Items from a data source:
|---|

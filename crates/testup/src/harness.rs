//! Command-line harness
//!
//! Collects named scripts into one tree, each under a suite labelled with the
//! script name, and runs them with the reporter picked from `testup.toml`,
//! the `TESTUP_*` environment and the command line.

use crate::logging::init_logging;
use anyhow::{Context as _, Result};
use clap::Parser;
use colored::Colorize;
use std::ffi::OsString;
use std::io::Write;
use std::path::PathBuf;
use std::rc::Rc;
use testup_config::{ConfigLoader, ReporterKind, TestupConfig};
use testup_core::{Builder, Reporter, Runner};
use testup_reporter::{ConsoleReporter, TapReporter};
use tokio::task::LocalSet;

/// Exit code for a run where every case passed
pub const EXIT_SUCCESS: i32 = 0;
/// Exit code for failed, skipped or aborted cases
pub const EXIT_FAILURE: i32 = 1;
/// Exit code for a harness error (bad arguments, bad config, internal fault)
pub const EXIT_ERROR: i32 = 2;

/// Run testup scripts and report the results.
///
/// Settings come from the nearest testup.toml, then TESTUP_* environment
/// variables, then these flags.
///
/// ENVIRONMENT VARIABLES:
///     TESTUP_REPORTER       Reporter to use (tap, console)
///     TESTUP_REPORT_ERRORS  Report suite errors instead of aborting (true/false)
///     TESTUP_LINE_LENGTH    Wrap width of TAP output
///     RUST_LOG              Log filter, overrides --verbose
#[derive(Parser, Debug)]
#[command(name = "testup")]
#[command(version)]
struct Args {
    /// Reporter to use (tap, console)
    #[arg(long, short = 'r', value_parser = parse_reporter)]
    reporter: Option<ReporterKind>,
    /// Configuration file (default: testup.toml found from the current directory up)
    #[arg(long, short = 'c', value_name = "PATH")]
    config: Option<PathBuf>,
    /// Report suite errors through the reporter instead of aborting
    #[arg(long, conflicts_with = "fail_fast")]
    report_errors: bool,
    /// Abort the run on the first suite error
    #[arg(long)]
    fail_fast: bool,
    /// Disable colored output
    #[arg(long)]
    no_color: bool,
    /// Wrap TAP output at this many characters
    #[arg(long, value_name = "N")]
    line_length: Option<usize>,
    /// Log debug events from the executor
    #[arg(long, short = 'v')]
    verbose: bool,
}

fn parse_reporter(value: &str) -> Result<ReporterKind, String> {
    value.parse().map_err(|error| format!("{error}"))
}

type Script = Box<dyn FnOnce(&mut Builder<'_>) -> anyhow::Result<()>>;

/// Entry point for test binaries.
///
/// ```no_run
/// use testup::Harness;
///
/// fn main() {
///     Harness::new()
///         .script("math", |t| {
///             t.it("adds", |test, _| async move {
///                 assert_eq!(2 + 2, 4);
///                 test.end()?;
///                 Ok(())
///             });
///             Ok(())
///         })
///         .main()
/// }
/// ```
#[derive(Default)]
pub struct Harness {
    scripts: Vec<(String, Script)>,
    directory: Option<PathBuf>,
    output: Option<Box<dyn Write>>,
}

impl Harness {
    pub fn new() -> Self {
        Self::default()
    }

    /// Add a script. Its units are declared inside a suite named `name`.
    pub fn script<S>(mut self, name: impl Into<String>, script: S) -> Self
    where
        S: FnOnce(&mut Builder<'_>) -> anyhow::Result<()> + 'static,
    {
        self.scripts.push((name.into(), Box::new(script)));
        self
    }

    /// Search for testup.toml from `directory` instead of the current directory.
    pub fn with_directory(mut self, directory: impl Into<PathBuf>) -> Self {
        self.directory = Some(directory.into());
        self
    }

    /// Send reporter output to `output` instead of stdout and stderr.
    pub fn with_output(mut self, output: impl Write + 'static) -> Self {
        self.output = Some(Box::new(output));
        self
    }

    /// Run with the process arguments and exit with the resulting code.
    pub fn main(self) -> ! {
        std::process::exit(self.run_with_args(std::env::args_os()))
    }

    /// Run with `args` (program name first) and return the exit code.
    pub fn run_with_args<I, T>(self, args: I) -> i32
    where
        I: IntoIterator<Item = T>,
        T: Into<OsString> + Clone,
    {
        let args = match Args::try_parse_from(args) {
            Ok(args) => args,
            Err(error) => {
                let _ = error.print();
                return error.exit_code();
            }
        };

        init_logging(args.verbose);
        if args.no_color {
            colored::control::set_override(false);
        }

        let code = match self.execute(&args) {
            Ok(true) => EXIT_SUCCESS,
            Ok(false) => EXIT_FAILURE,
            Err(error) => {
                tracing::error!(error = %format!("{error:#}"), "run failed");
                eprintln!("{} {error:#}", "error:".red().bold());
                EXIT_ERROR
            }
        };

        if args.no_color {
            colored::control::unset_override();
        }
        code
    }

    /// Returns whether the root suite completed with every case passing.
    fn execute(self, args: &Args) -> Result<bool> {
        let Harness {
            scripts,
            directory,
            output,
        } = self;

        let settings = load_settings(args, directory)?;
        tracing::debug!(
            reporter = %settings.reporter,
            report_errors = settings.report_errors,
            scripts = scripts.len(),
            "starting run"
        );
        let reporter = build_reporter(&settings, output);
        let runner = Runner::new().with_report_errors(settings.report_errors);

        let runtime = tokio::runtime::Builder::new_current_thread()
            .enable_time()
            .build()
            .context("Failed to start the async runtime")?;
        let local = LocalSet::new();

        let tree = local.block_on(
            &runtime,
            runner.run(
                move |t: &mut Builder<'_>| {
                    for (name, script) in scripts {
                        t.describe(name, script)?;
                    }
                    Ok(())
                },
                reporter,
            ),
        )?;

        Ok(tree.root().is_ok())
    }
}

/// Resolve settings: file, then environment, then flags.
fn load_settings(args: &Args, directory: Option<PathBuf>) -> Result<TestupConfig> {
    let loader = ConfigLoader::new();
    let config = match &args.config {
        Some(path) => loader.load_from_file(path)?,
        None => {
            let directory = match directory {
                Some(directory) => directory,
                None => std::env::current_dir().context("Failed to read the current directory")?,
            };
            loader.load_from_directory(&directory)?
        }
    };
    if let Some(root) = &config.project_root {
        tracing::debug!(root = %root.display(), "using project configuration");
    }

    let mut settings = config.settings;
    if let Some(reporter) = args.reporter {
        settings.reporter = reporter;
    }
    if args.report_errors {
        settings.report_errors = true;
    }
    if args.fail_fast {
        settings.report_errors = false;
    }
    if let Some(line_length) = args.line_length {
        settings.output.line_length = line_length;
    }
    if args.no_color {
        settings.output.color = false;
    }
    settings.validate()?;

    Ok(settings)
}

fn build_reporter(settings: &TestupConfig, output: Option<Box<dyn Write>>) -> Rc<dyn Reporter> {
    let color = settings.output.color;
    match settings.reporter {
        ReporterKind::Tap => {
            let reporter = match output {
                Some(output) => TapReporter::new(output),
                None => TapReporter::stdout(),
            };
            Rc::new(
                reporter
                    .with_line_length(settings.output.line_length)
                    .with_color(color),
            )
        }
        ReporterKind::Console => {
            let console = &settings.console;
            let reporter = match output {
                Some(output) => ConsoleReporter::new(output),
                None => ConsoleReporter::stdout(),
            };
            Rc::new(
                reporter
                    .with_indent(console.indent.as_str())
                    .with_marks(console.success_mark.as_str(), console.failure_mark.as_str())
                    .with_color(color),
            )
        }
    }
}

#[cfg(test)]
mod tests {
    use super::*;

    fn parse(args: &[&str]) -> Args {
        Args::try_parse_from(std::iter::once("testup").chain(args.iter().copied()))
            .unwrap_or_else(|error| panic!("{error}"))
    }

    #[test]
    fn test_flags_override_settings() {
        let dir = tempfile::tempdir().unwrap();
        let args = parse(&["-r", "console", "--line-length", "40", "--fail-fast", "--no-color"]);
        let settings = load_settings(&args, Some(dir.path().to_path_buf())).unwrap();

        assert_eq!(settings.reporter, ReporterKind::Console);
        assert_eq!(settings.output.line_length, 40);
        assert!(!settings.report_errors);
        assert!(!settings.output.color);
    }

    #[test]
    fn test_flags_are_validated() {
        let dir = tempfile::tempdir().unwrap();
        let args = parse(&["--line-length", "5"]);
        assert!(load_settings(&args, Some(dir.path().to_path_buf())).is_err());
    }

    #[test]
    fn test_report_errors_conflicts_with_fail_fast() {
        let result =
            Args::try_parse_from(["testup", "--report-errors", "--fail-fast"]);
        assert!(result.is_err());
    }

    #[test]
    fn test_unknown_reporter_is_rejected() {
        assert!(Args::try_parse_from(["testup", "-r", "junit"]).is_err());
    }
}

|---|

(Try it) Given the records above, return exactly the lines starting at the line containing "#[derive(Parser, Debug)]" and ending at the line containing "current directory up)", including both.

(Answer below)
#[derive(Parser, Debug)]
#[command(name = "testup")]
#[command(version)]
struct Args {
    /// Reporter to use (tap, console)
    #[arg(long, short = 'r', value_parser = parse_reporter)]
    reporter: Option<ReporterKind>,
    /// Configuration file (default: testup.toml found from the current directory up)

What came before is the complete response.